Beim Schlachtfeld im Auenwald

Von Reifen zemantschte Erde, kronenlose Buchenstümpfe, dazwischen jede Menge sogenanntes Totholz – bis auf die Schneise, durch welche die Bäume abtransportiert wurden – wer hier freiwillig lustwandelt, muss einen eigenartigen Geschmack haben.

Die Baumfällungen seien mit Harvestern durchgeführt worden, erklärt Schmal. Anders werde in dergleichen Gebieten schon aus Sicherheitsgründen nicht mehr gefällt. Der gebotene technische Einsatz sei auch dafür verantwortlich gewesen, dass auch etliche Buchen hätten fallen müssen, erklärt Schmal. Deren Stämme blieben jedoch auflagengemäß als „Biotopbäume“ stehen – für Spechte und Fledermäuse.

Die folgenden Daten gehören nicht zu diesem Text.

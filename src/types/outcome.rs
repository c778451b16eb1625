//! Settlement state and outcome types.
//!
//! A deferred value is in exactly one [`State`] at a time. Once it leaves
//! [`State::Pending`] it carries an [`Outcome`]: either the fulfilment value
//! or the rejection value recorded by the first settlement.

use core::fmt;

/// Settlement state of a deferred value.
///
/// ```text
/// Pending --fulfil--> Fulfilled
/// Pending --reject--> Rejected
/// ```
///
/// No transition leaves a terminal state.
#[derive(Debug, Clone, Copy, Default, PartialEq, Eq, Hash)]
pub enum State {
    /// No settlement has happened yet.
    #[default]
    Pending,
    /// Settled with a success value.
    Fulfilled,
    /// Settled with a failure value.
    Rejected,
}

impl State {
    /// Returns the state name as a static string.
    #[must_use]
    pub const fn as_str(self) -> &'static str {
        match self {
            Self::Pending => "pending",
            Self::Fulfilled => "fulfilled",
            Self::Rejected => "rejected",
        }
    }

    /// Returns true if no settlement has happened yet.
    #[must_use]
    pub const fn is_pending(self) -> bool {
        matches!(self, Self::Pending)
    }

    /// Returns true for `Fulfilled` and `Rejected`.
    #[must_use]
    pub const fn is_terminal(self) -> bool {
        !self.is_pending()
    }
}

impl fmt::Display for State {
    fn fmt(&self, f: &mut fmt::Formatter<'_>) -> fmt::Result {
        f.write_str(self.as_str())
    }
}

/// The recorded result of a settled deferred value.
#[derive(Debug, Clone, Copy, PartialEq, Eq, Hash)]
pub enum Outcome<T, E> {
    /// Settled through the fulfil handle.
    Fulfilled(T),
    /// Settled through the reject handle.
    Rejected(E),
}

impl<T, E> Outcome<T, E> {
    /// Returns the terminal state this outcome corresponds to.
    #[must_use]
    pub const fn state(&self) -> State {
        match self {
            Self::Fulfilled(_) => State::Fulfilled,
            Self::Rejected(_) => State::Rejected,
        }
    }

    /// Returns true if this is a fulfilment.
    #[must_use]
    pub const fn is_fulfilled(&self) -> bool {
        matches!(self, Self::Fulfilled(_))
    }

    /// Returns true if this is a rejection.
    #[must_use]
    pub const fn is_rejected(&self) -> bool {
        matches!(self, Self::Rejected(_))
    }

    /// Borrows the payloads.
    #[must_use]
    pub const fn as_ref(&self) -> Outcome<&T, &E> {
        match self {
            Self::Fulfilled(v) => Outcome::Fulfilled(v),
            Self::Rejected(e) => Outcome::Rejected(e),
        }
    }

    /// Converts into a `Result`, mapping rejection to `Err`.
    pub fn into_result(self) -> Result<T, E> {
        match self {
            Self::Fulfilled(v) => Ok(v),
            Self::Rejected(e) => Err(e),
        }
    }
}

impl<T, E> From<Result<T, E>> for Outcome<T, E> {
    fn from(result: Result<T, E>) -> Self {
        match result {
            Ok(v) => Self::Fulfilled(v),
            Err(e) => Self::Rejected(e),
        }
    }
}

impl<T, E> From<Outcome<T, E>> for Result<T, E> {
    fn from(outcome: Outcome<T, E>) -> Self {
        outcome.into_result()
    }
}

Nach der Zerstörung die Verjüngung

Und nach dem Kahlschlag? „Wenn Sie in drei Monaten wieder hierherkommen, wird das Areal ganz anders aussehen“, prophezeit Umweltamtsleiter Schmal, der angesichts des mit Totholz übersäten, wasser- und nährstoffreichen Bodens mit einem schnellen Nachwachsen der Vegetation rechnet. Für Förster Richard Stark ist die „Naturverjüngung“ der beste Weg des Wiederaufbaus, denn so entstünden die widerstandsfähigsten Arten. Falls die Verbuschung gegenüber dem Baumbewuchs in den nächsten fünf Jahren überhandnehmen sollte, erklärt Schmal, könnte es passieren, dass der Privateigentümer des Auwalds die Auflage bekommt, Bäume zu setzen.

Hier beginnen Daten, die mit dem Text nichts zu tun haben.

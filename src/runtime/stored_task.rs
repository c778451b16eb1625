//! Stored task type for deferred delivery.
//!
//! `Task` wraps a type-erased closure that a [`Schedule`](super::Schedule)
//! implementation holds until a later turn and then runs exactly once.

/// A type-erased unit of deferred work.
///
/// Reaction deliveries are wrapped as tasks that already captured the
/// reaction and its argument, so substrates can store heterogeneous work in
/// a single queue.
pub struct Task {
    /// The boxed closure to run.
    run: Box<dyn FnOnce() + Send + 'static>,
}

impl Task {
    /// Creates a new task from a closure.
    pub fn new<F>(f: F) -> Self
    where
        F: FnOnce() + Send + 'static,
    {
        Self { run: Box::new(f) }
    }

    /// Runs the task, consuming it.
    pub fn run(self) {
        (self.run)();
    }
}

impl std::fmt::Debug for Task {
    fn fmt(&self, f: &mut std::fmt::Formatter<'_>) -> std::fmt::Result {
        f.debug_struct("Task").finish_non_exhaustive()
    }
}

Wann die anderen betroffenen Areale des Auenwalds durchforstet werden, steht derzeit in den Sternen. Die bisher durchgeführten Rodungen seien rechtlich als „Notmaßnahme“ erfolgt und somit örtlich begrenzt gewesen. Im Laufe des Jahres, so Schmal, werde man klarer sehen. Bis dahin bleibt der Wanderweg aufgrund der Gefahrenlage gesperrt.